Interrelationship of Function, Shape, Material & Process
Design for manufacturing is critical to ensuring the producibility of a part. Trouble arises when it is considered too late or not at all in the design process. Conversely, process design (controlling the interactions between shape, material, tooling & consumables and equipment to achieve a desired outcome) must always consider the shape and material of the part. Ashby has developed and popularized the approach linking design (function) to the choice of material and shape, which influence the process selected and vice versa, as shown below:
Within the Knowledge in Practice Centre the same methodology is applied but the process is more fully defined by also explicitly calling out the equipment and tooling & consumables.
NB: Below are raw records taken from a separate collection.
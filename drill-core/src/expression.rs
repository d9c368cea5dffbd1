//! Script expressions and their evaluation.
//!
//! The parser produces [`Expression`] trees in which symbols are still words
//! and strings still carry their escapes. [`evaluate`] resolves those against
//! a [`SymbolTable`] into a second tree that syscall handlers consume.

use crate::symbols::SymbolTable;
use itertools::Itertools;
use std::fmt::{self, Display};
use thiserror::Error as ThisError;

/// A value appearing in a syscall argument list or result.
#[derive(Debug, Clone, PartialEq, Eq, Hash)]
pub enum Expression {
    Integer(i64),
    /// A symbolic constant such as `AF_INET`
    Word(String),
    String(String),
    List(Vec<Expression>),
    /// `...`, the value is not specified and must not be checked
    Ellipsis,
    Binary(String, Box<Expression>, Box<Expression>),
    SctpInitmsg(Box<SctpInitmsg>),
    SctpRtoInfo(Box<SctpRtoInfo>),
    SctpSackInfo(Box<SctpSackInfo>),
    SctpAssocVal(Box<SctpAssocVal>),
    SctpAssocParams(Box<SctpAssocParams>),
    SctpPeerAddrParams(Box<SctpPeerAddrParams>),
    SctpStatus(Box<SctpStatus>),
    SctpSndRcvInfo(Box<SctpSndRcvInfo>),
    SctpResetStreams(Box<SctpResetStreams>),
    SctpAddStreams(Box<SctpAddStreams>),
}

impl Expression {
    pub fn integer(&self) -> Option<i64> {
        match self {
            Self::Integer(value) => Some(*value),
            _ => None,
        }
    }

    pub fn is_ellipsis(&self) -> bool {
        matches!(self, Self::Ellipsis)
    }

    /// A short name for the kind of expression, used in error messages.
    pub fn kind_name(&self) -> &'static str {
        match self {
            Self::Integer(_) => "integer",
            Self::Word(_) => "symbol",
            Self::String(_) => "string",
            Self::List(_) => "list",
            Self::Ellipsis => "ellipsis",
            Self::Binary(..) => "binary expression",
            Self::SctpInitmsg(_) => "sctp_initmsg",
            Self::SctpRtoInfo(_) => "sctp_rtoinfo",
            Self::SctpSackInfo(_) => "sctp_sack_info",
            Self::SctpAssocVal(_) => "sctp_assoc_value",
            Self::SctpAssocParams(_) => "sctp_assocparams",
            Self::SctpPeerAddrParams(_) => "sctp_paddrparams",
            Self::SctpStatus(_) => "sctp_status",
            Self::SctpSndRcvInfo(_) => "sctp_sndrcvinfo",
            Self::SctpResetStreams(_) => "sctp_reset_streams",
            Self::SctpAddStreams(_) => "sctp_add_streams",
        }
    }
}

impl From<i64> for Expression {
    fn from(value: i64) -> Self {
        Self::Integer(value)
    }
}

impl Display for Expression {
    fn fmt(&self, f: &mut fmt::Formatter<'_>) -> fmt::Result {
        match self {
            Self::Integer(value) => write!(f, "{value}"),
            Self::Word(word) => write!(f, "{word}"),
            Self::String(string) => write!(f, "\"{string}\""),
            Self::List(items) => write!(f, "[{}]", items.iter().join(", ")),
            Self::Ellipsis => write!(f, "..."),
            Self::Binary(op, lhs, rhs) => write!(f, "{lhs}{op}{rhs}"),
            Self::SctpInitmsg(inner) => inner.fmt(f),
            Self::SctpRtoInfo(inner) => inner.fmt(f),
            Self::SctpSackInfo(inner) => inner.fmt(f),
            Self::SctpAssocVal(inner) => inner.fmt(f),
            Self::SctpAssocParams(inner) => inner.fmt(f),
            Self::SctpPeerAddrParams(inner) => inner.fmt(f),
            Self::SctpStatus(inner) => inner.fmt(f),
            Self::SctpSndRcvInfo(inner) => inner.fmt(f),
            Self::SctpResetStreams(inner) => inner.fmt(f),
            Self::SctpAddStreams(inner) => inner.fmt(f),
        }
    }
}

/// Declares a socket option structure whose members are all expressions.
///
/// Every member defaults to [`Expression::Ellipsis`]. `from_members` accepts
/// members by their C name in any order and rejects names the structure
/// does not have.
macro_rules! option_struct {
    ($(#[$meta:meta])* $name:ident { $($field:ident),+ $(,)? }) => {
        $(#[$meta])*
        #[derive(Debug, Clone, PartialEq, Eq, Hash)]
        pub struct $name {
            $(pub $field: Expression,)+
        }

        impl Default for $name {
            fn default() -> Self {
                Self {
                    $($field: Expression::Ellipsis,)+
                }
            }
        }

        impl $name {
            pub const MEMBERS: &'static [&'static str] = &[$(stringify!($field)),+];

            pub fn from_members(
                members: impl IntoIterator<Item = (String, Expression)>,
            ) -> Result<Self, UnknownMember> {
                let mut out = Self::default();
                for (member, value) in members {
                    match member.as_str() {
                        $(stringify!($field) => out.$field = value,)+
                        _ => Err(UnknownMember {
                            structure: stringify!($name),
                            member,
                        })?,
                    }
                }
                Ok(out)
            }
        }

        impl Display for $name {
            fn fmt(&self, f: &mut fmt::Formatter<'_>) -> fmt::Result {
                let members = [$((stringify!($field), &self.$field)),+];
                write!(
                    f,
                    "{{{}}}",
                    members
                        .iter()
                        .map(|(name, value)| format!("{name}={value}"))
                        .join(", ")
                )
            }
        }
    };
}

option_struct!(
    /// `struct sctp_initmsg`
    SctpInitmsg {
        sinit_num_ostreams,
        sinit_max_instreams,
        sinit_max_attempts,
        sinit_max_init_timeo,
    }
);

option_struct!(
    /// `struct sctp_rtoinfo`
    SctpRtoInfo {
        srto_assoc_id,
        srto_initial,
        srto_max,
        srto_min,
    }
);

option_struct!(
    /// `struct sctp_sack_info`
    SctpSackInfo {
        sack_assoc_id,
        sack_delay,
        sack_freq,
    }
);

option_struct!(
    /// `struct sctp_assoc_value`
    SctpAssocVal {
        assoc_id,
        assoc_value,
    }
);

option_struct!(
    /// `struct sctp_assocparams`
    SctpAssocParams {
        sasoc_assoc_id,
        sasoc_asocmaxrxt,
        sasoc_number_peer_destinations,
        sasoc_peer_rwnd,
        sasoc_local_rwnd,
        sasoc_cookie_life,
    }
);

option_struct!(
    /// `struct sctp_paddrparams`
    SctpPeerAddrParams {
        spp_assoc_id,
        spp_address,
        spp_hbinterval,
        spp_pathmaxrxt,
        spp_pathmtu,
        spp_flags,
        spp_ipv6_flowlabel,
        spp_dscp,
    }
);

option_struct!(
    /// `struct sctp_status`
    SctpStatus {
        sstat_assoc_id,
        sstat_state,
        sstat_rwnd,
        sstat_unackdata,
        sstat_penddata,
        sstat_instrms,
        sstat_outstrms,
        sstat_fragmentation_point,
        sstat_primary,
    }
);

option_struct!(
    /// `struct sctp_sndrcvinfo`
    SctpSndRcvInfo {
        sinfo_stream,
        sinfo_ssn,
        sinfo_flags,
        sinfo_ppid,
        sinfo_context,
        sinfo_timetolive,
        sinfo_tsn,
        sinfo_cumtsn,
        sinfo_assoc_id,
    }
);

option_struct!(
    /// `struct sctp_reset_streams`
    SctpResetStreams {
        srs_assoc_id,
        srs_flags,
        srs_number_streams,
        srs_stream_list,
    }
);

option_struct!(
    /// `struct sctp_add_streams`
    SctpAddStreams {
        sas_assoc_id,
        sas_instrms,
        sas_outstrms,
    }
);

#[derive(Debug, ThisError, Clone, PartialEq, Eq)]
#[error("{structure} has no member named {member}")]
pub struct UnknownMember {
    pub structure: &'static str,
    pub member: String,
}

#[derive(Debug, ThisError, Clone, PartialEq, Eq)]
pub enum EvalError {
    #[error("unknown symbol: {0}")]
    UnknownSymbol(String),
    #[error("unsupported escape code: '\\{0}'")]
    BadEscape(char),
    #[error("bad binary expression: {0}")]
    BadBinaryExpr(String),
}

/// Resolves symbols to integers, unescapes strings and folds `|`
/// expressions. Socket option structures pass through untouched; their
/// consumers read the members they need.
pub fn evaluate(expression: &Expression, symbols: &SymbolTable) -> Result<Expression, EvalError> {
    Ok(match expression {
        Expression::Integer(value) => Expression::Integer(*value),
        Expression::Word(word) => Expression::Integer(
            symbols
                .lookup(word)
                .ok_or_else(|| EvalError::UnknownSymbol(word.clone()))?,
        ),
        Expression::String(string) => Expression::String(unescape(string)?),
        Expression::Binary(op, lhs, rhs) => {
            let lhs = evaluate(lhs, symbols)?;
            let rhs = evaluate(rhs, symbols)?;
            match (op.as_str(), &lhs, &rhs) {
                ("|", Expression::Integer(lhs), Expression::Integer(rhs)) => {
                    Expression::Integer(lhs | rhs)
                }
                ("|", _, _) => Err(EvalError::BadBinaryExpr(format!(
                    "'|' needs integer operands, got {} and {}",
                    lhs.kind_name(),
                    rhs.kind_name()
                )))?,
                (op, _, _) => Err(EvalError::BadBinaryExpr(format!("unsupported operator '{op}'")))?,
            }
        }
        Expression::List(items) => Expression::List(
            items
                .iter()
                .map(|item| evaluate(item, symbols))
                .collect::<Result<_, _>>()?,
        ),
        other => other.clone(),
    })
}

/// Evaluates each expression of an argument list in order.
pub fn evaluate_all(
    expressions: &[Expression],
    symbols: &SymbolTable,
) -> Result<Vec<Expression>, EvalError> {
    expressions
        .iter()
        .map(|expression| evaluate(expression, symbols))
        .collect()
}

fn unescape(input: &str) -> Result<String, EvalError> {
    let mut out = String::with_capacity(input.len());
    let mut chars = input.chars();
    while let Some(c) = chars.next() {
        if c != '\\' {
            out.push(c);
            continue;
        }
        match chars.next() {
            Some('\\') => out.push('\\'),
            Some('"') => out.push('"'),
            Some('f') => out.push('\x0c'),
            Some('n') => out.push('\n'),
            Some('r') => out.push('\r'),
            Some('t') => out.push('\t'),
            Some('v') => out.push('\x0b'),
            Some(other) => Err(EvalError::BadEscape(other))?,
            None => Err(EvalError::BadEscape('\\'))?,
        }
    }
    Ok(out)
}

#[cfg(test)]
mod tests {
    use super::*;

    fn word(name: &str) -> Expression {
        Expression::Word(name.to_string())
    }

    #[test]
    fn resolves_symbols() {
        let symbols = SymbolTable::linux();
        assert_eq!(
            evaluate(&word("AF_INET"), &symbols),
            Ok(Expression::Integer(2))
        );
        assert_eq!(
            evaluate(&word("NOT_A_SYMBOL"), &symbols),
            Err(EvalError::UnknownSymbol("NOT_A_SYMBOL".to_string()))
        );
    }

    #[test]
    fn ors_integers() {
        let symbols = SymbolTable::linux();
        let expression = Expression::Binary(
            "|".to_string(),
            Box::new(word("SPP_HB_ENABLE")),
            Box::new(Expression::Integer(8)),
        );
        assert_eq!(evaluate(&expression, &symbols), Ok(Expression::Integer(1 | 8)));
    }

    #[test]
    fn rejects_bad_binary_expressions() {
        let symbols = SymbolTable::linux();
        let not_or = Expression::Binary(
            "&".to_string(),
            Box::new(Expression::Integer(1)),
            Box::new(Expression::Integer(3)),
        );
        assert!(matches!(
            evaluate(&not_or, &symbols),
            Err(EvalError::BadBinaryExpr(_))
        ));
        let with_string = Expression::Binary(
            "|".to_string(),
            Box::new(Expression::Integer(1)),
            Box::new(Expression::String("x".to_string())),
        );
        assert!(matches!(
            evaluate(&with_string, &symbols),
            Err(EvalError::BadBinaryExpr(_))
        ));
    }

    #[test]
    fn unescapes_strings() {
        let symbols = SymbolTable::linux();
        let input = Expression::String(r#"a\tb\n\"c\"\\"#.to_string());
        assert_eq!(
            evaluate(&input, &symbols),
            Ok(Expression::String("a\tb\n\"c\"\\".to_string()))
        );
        assert_eq!(
            evaluate(&Expression::String(r"\q".to_string()), &symbols),
            Err(EvalError::BadEscape('q'))
        );
    }

    #[test]
    fn list_stops_at_first_failure() {
        let symbols = SymbolTable::linux();
        let list = Expression::List(vec![
            Expression::Integer(1),
            word("BOGUS_ONE"),
            word("BOGUS_TWO"),
        ]);
        assert_eq!(
            evaluate(&list, &symbols),
            Err(EvalError::UnknownSymbol("BOGUS_ONE".to_string()))
        );
        let list = Expression::List(vec![word("SOCK_STREAM"), Expression::Ellipsis]);
        assert_eq!(
            evaluate(&list, &symbols),
            Ok(Expression::List(vec![Expression::Integer(1), Expression::Ellipsis]))
        );
    }

    #[test]
    fn structures_pass_through() {
        let symbols = SymbolTable::linux();
        let initmsg = SctpInitmsg::from_members([
            ("sinit_num_ostreams".to_string(), Expression::Integer(3)),
            ("sinit_max_instreams".to_string(), word("UNRESOLVED")),
        ])
        .unwrap();
        let expression = Expression::SctpInitmsg(Box::new(initmsg));
        assert_eq!(evaluate(&expression, &symbols), Ok(expression.clone()));
    }

    #[test]
    fn rejects_unknown_members() {
        let err = SctpAddStreams::from_members([("sas_bogus".to_string(), Expression::Ellipsis)])
            .unwrap_err();
        assert_eq!(err.structure, "SctpAddStreams");
        assert_eq!(err.member, "sas_bogus");
    }
}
Note that in common usage, a process which consists of many steps can be arbitrarily defined by just one step, e.g. "spray-up". Though convenient, this can be misleading.
Workflows
The KPC's Practice and Case Study volumes consist of three types of workflows:
- Development - Analyzing the interactions between MSTE in the process steps to make decisions on processing parameters and understanding how the process steps and factory cells fit within the factory.
- Troubleshooting - Guiding you to possible causes of processing issues affecting either cost, rate or quality and directing you to the most appropriate development workflow to improve the process
- Optimization - An expansion on the development workflows where a larger number of options are considered to achieve the best mixture of cost, rate & quality for your application.